Abstract
PURPOSE
The aim of this study was to evaluate the pertinence of pH studies for persistent ear, nose, and throat (ENT) symptoms and their eventual relationship to gastroesophageal reflux (GER).
METHODS
Retrospective analysis was performed of age, reason for referral, pH study, treatment, and follow-up of patients with ENT symptoms suspected to have GER.
RESULTS
Of 3,000 esophageal pH studies performed over 16 years, 105 children were referred for ENT symptoms by an otorhinolaryngologist to rule out GER. Mean age was 33 months; 65% were boys. Reasons for referral included (number and mean age): stridor (n = 31, 8 months), laryngomalacia (n = 18, 13 months), recurrent otitis (n = 12, 42 months), laryngitis (n = 16, 50 months), dysphonia (n = 14, 59 months), laryngeal papillomatosis (n = 8, 62 months), sinusitis (n = 5, 56 months), and dysphagia (n = 1). Overall, 41% of study results were positive: stridor (58%), laryngomalacia (61%), laryngitis (56%) and sinusitis (40%). Patients with otitis, dysphonia and laryngeal papillomatosis had GER in 1%, 14%, and 25%, respectively.
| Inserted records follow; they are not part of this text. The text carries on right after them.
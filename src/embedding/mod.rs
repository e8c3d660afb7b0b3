//! Text embedding: the `embed(texts) -> vectors` collaborator.
//!
//! The classifier core never touches this module; only the orchestrator
//! does, through the [`EmbeddingProvider`] seam. Production code uses the
//! ONNX-backed [`Embedder`]; tests substitute deterministic stubs.

pub mod encoder;
pub mod provider;

use ndarray::Array1;

use crate::classifier::ClassifierError;

pub use encoder::TextEncoder;
pub use provider::{Embedder, EmbedderBuilder, EmbedderInfo};

/// Maps a batch of texts to one vector each, same order, with a single fixed
/// dimensionality for every call within a run.
pub trait EmbeddingProvider {
    fn embed_batch(&self, texts: &[String]) -> Result<Vec<Array1<f32>>, ClassifierError>;
}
Follow-up in the three larger groups of patients showed resolution of the ENT symptoms after medical treatment of the reflux in 83% of patients with stridor and reflux, 86% with laryngitis and reflux, and 80% with laryngomalacia and reflux. Four fundoplications were performed: one neurologically impaired patient, and four nonresponders.
CONCLUSIONS
The authors recommend that a pH study be performed in children with stridor, laryngomalacia, laryngitis, and sinusitis when faced with failure of the usual treatment. However, a pH study does not seem as beneficial for recurrent otitis, dysphonia, or laryngeal papillomatosis.